PROPAGANDA IN FILMS… (Eclipsing to the
workplace)
A propaganda
film is a film that involves some form of propaganda. Propaganda films may be packaged
in numerous ways, but are most often documentary-style productions or fictional
screenplays, that are produced to convince the viewer of a specific political
point or influence the opinions or behavior of the viewer, often by providing
subjective content that may be deliberately misleading.
It is common
to hear people say that films are simply a form of escapist entertainment, a
harmless product designed to make money. As a Hollywood studio-era executive
might have said to an aspiring politico screenwriter, ‘if you want to send a
message, use Western Union.’ Yet, the dark sealed off world of the cinema and
the world outside – a cut and thrust political world – have always bled into
one another.
If one
compares the directness and intensity of the effect that the various means of
propaganda have on the great masses, film and TV are without question the most
powerful.

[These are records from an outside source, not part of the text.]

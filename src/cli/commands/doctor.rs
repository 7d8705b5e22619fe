//! Doctor command - verify configuration and local state.

use crate::cli::Output;
use crate::config::Settings;
use crate::documents::DocumentFormat;
use crate::vector_store::INDEX_FILE_NAME;
use console::style;
use std::path::Path;
use walkdir::WalkDir;

/// Check result for a single item.
#[derive(Debug)]
pub struct CheckResult {
    pub name: String,
    pub status: CheckStatus,
    pub message: String,
    pub hint: Option<String>,
}

#[derive(Debug, PartialEq)]
pub enum CheckStatus {
    Ok,
    Warning,
    Error,
}

impl CheckResult {
    fn ok(name: &str, message: &str) -> Self {
        Self {
            name: name.to_string(),
            status: CheckStatus::Ok,
            message: message.to_string(),
            hint: None,
        }
    }

    fn warning(name: &str, message: &str, hint: &str) -> Self {
        Self {
            name: name.to_string(),
            status: CheckStatus::Warning,
            message: message.to_string(),
            hint: Some(hint.to_string()),
        }
    }

    fn error(name: &str, message: &str, hint: &str) -> Self {
        Self {
            name: name.to_string(),
            status: CheckStatus::Error,
            message: message.to_string(),
            hint: Some(hint.to_string()),
        }
    }

    fn print(&self) {
        let icon = match self.status {
            CheckStatus::Ok => style("✓").green(),
            CheckStatus::Warning => style("!").yellow(),
            CheckStatus::Error => style("✗").red(),
        };

        println!("  {} {} - {}", icon, style(&self.name).bold(), self.message);

        if let Some(hint) = &self.hint {
            println!("    {} {}", style("→").dim(), style(hint).dim());
        }
    }
}

fn print_section(title: &str, checks: &[CheckResult]) {
    println!("{}", style(title).bold());
    for check in checks {
        check.print();
    }
    println!();
}

/// Run all diagnostic checks.
pub fn run_doctor(settings: &Settings, config_path: Option<&Path>) -> anyhow::Result<()> {
    Output::header("Campus Helper Doctor");
    println!();
    println!("Checking configuration and local state...\n");

    let mut checks = Vec::new();

    let credentials = vec![
        check_api_key(settings),
        check_bot_token(settings),
        check_admin_secrets(settings),
    ];
    print_section("Credentials", &credentials);
    checks.extend(credentials);

    let storage = vec![
        check_documents(&settings.documents_dir()),
        check_index(&settings.index_dir()),
        check_events(&settings.events_file()),
    ];
    print_section("Knowledge Base", &storage);
    checks.extend(storage);

    let config = vec![check_config_file(config_path)];
    print_section("Configuration", &config);
    checks.extend(config);

    let errors = checks.iter().filter(|c| c.status == CheckStatus::Error).count();
    let warnings = checks.iter().filter(|c| c.status == CheckStatus::Warning).count();

    if errors > 0 {
        Output::error(&format!(
            "{} error(s) found. Please fix them before serving.",
            errors
        ));
        std::process::exit(1);
    } else if warnings > 0 {
        Output::warning(&format!("All checks passed with {} warning(s).", warnings));
    } else {
        Output::success("All checks passed! Campus Helper is ready to serve.");
    }

    Ok(())
}

fn check_api_key(settings: &Settings) -> CheckResult {
    let var = settings.provider.api_key_env.as_str();
    let hint = format!("Set with: export {}='sk-...'", var);
    match std::env::var(var) {
        Ok(key) if key.trim().is_empty() => CheckResult::error(var, "empty", &hint),
        Ok(key) if key.chars().count() > 12 => {
            let head: String = key.chars().take(3).collect();
            let tail: String = key.chars().skip(key.chars().count() - 4).collect();
            CheckResult::ok(var, &format!("configured ({}...{})", head, tail))
        }
        Ok(_) => CheckResult::warning(
            var,
            "set but looks too short",
            "Check that the whole key was copied",
        ),
        Err(_) => CheckResult::error(var, "not set", &hint),
    }
}

fn check_bot_token(settings: &Settings) -> CheckResult {
    match settings.bot.token.as_deref() {
        Some(token) if !token.trim().is_empty() => {
            CheckResult::ok("TELEGRAM_BOT_TOKEN", "configured")
        }
        _ => CheckResult::warning(
            "TELEGRAM_BOT_TOKEN",
            "not set (only needed for the bot)",
            "Set with: export TELEGRAM_BOT_TOKEN='...'",
        ),
    }
}

fn check_admin_secrets(settings: &Settings) -> CheckResult {
    if settings.auth.uses_default_secrets() {
        CheckResult::warning(
            "Admin secrets",
            "default password or signing key in use",
            "Set ADMIN_PASSWORD and SECRET_KEY before exposing the server",
        )
    } else {
        CheckResult::ok(
            "Admin secrets",
            &format!("custom (user '{}')", settings.auth.admin_username),
        )
    }
}

/// Count indexable files under the knowledge base directory.
fn count_documents(dir: &Path) -> usize {
    WalkDir::new(dir)
        .into_iter()
        .filter_map(|entry| entry.ok())
        .filter(|entry| entry.file_type().is_file())
        .filter(|entry| DocumentFormat::from_path(entry.path()).is_some())
        .count()
}

fn check_documents(dir: &Path) -> CheckResult {
    if !dir.exists() {
        return CheckResult::error(
            "Documents",
            &format!("{} does not exist", dir.display()),
            "Create it and add .txt, .md, .pdf, .docx, .html or .json files",
        );
    }

    match count_documents(dir) {
        0 => CheckResult::warning(
            "Documents",
            &format!("{} (no supported files)", dir.display()),
            "Add .txt, .md, .pdf, .docx, .html or .json files",
        ),
        n => CheckResult::ok("Documents", &format!("{} ({} files)", dir.display(), n)),
    }
}

fn check_index(dir: &Path) -> CheckResult {
    let path = dir.join(INDEX_FILE_NAME);
    if path.exists() {
        let size = std::fs::metadata(&path)
            .map(|m| format_size(m.len()))
            .unwrap_or_else(|_| "unknown size".to_string());
        CheckResult::ok("Index", &format!("{} ({})", path.display(), size))
    } else {
        CheckResult::warning(
            "Index",
            &format!("{} (not built yet)", path.display()),
            "Build with: campus-helper reindex",
        )
    }
}

fn check_events(path: &Path) -> CheckResult {
    if !path.exists() {
        return CheckResult::warning(
            "Events",
            &format!("{} (will be seeded)", path.display()),
            "Sample events are written on first serve",
        );
    }

    let parsed = std::fs::read_to_string(path)
        .ok()
        .and_then(|content| serde_json::from_str::<Vec<serde_json::Value>>(&content).ok());
    match parsed {
        Some(events) => CheckResult::ok(
            "Events",
            &format!("{} ({} events)", path.display(), events.len()),
        ),
        None => CheckResult::error(
            "Events",
            &format!("{} is not a JSON list", path.display()),
            "Fix or remove the file; it is read as empty until then",
        ),
    }
}

fn check_config_file(config_path: Option<&Path>) -> CheckResult {
    let path = config_path
        .map(Path::to_path_buf)
        .unwrap_or_else(Settings::default_config_path);
    if path.exists() {
        CheckResult::ok("Config file", &format!("{}", path.display()))
    } else {
        CheckResult::warning(
            "Config file",
            "using defaults",
            "Create with: campus-helper config init",
        )
    }
}

/// Format file size in human-readable format.
fn format_size(bytes: u64) -> String {
    const KB: u64 = 1024;
    const MB: u64 = KB * 1024;
    const GB: u64 = MB * 1024;

    if bytes >= GB {
        format!("{:.1} GB", bytes as f64 / GB as f64)
    } else if bytes >= MB {
        format!("{:.1} MB", bytes as f64 / MB as f64)
    } else if bytes >= KB {
        format!("{:.1} KB", bytes as f64 / KB as f64)
    } else {
        format!("{} B", bytes)
    }
}
//! Pre-flight checks before operations that call external services.
//!
//! Fails fast with a hint instead of erroring halfway through a request.

use crate::config::Settings;
use crate::error::{HelperError, Result};

/// Requirements for different operations.
#[derive(Debug, Clone, Copy)]
pub enum Operation {
    /// Serving, reindexing, searching and asking embed text.
    Embed,
    /// The Telegram bot needs its token.
    Bot,
}

/// Run pre-flight checks for the given operation.
pub fn check(operation: Operation, settings: &Settings) -> Result<()> {
    match operation {
        Operation::Embed => check_api_key(settings),
        Operation::Bot => check_bot_token(settings),
    }
}

/// Check that the provider API key variable is set.
fn check_api_key(settings: &Settings) -> Result<()> {
    let var = &settings.provider.api_key_env;
    match settings.provider.api_key() {
        Some(_) => Ok(()),
        None => Err(HelperError::Config(format!(
            "{} not set. Set it with: export {}='...'",
            var, var
        ))),
    }
}

fn check_bot_token(settings: &Settings) -> Result<()> {
    match settings.bot.token.as_deref() {
        Some(token) if !token.trim().is_empty() => Ok(()),
        _ => Err(HelperError::Config(
            "TELEGRAM_BOT_TOKEN not set. Set it with: export TELEGRAM_BOT_TOKEN='...'".to_string(),
        )),
    }
}

#[cfg(test)]
mod tests {
    use super::*;

    #[test]
    fn test_missing_api_key_variable() {
        let mut settings = Settings::default();
        settings.provider.api_key_env = "CAMPUS_HELPER_TEST_KEY_THAT_IS_NEVER_SET".to_string();
        let err = check(Operation::Embed, &settings).unwrap_err();
        assert!(err.to_string().contains("CAMPUS_HELPER_TEST_KEY_THAT_IS_NEVER_SET not set"));
    }

    #[test]
    fn test_bot_token() {
        let mut settings = Settings::default();
        settings.bot.token = None;
        assert!(check(Operation::Bot, &settings).is_err());

        settings.bot.token = Some("123:abc".to_string());
        assert!(check(Operation::Bot, &settings).is_ok());
    }
}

The written and spoken word depend entirely on the content or on the
emotional appeal of the speaker, but film uses images, film and photography
that for almost a decade have been accompanied by sound. We know that the
impact of a message is greater if it is less abstract, more visual. The human
physic identifies with what they see and visualize. That makes it clear why
film and TV, with its series of continually moving images, must have particular
persuasive force.
Propaganda
is the ability "to produce and spread fertile messages that, once sown,
will germinate in large human cultures.” However, in the 20th century, a “new”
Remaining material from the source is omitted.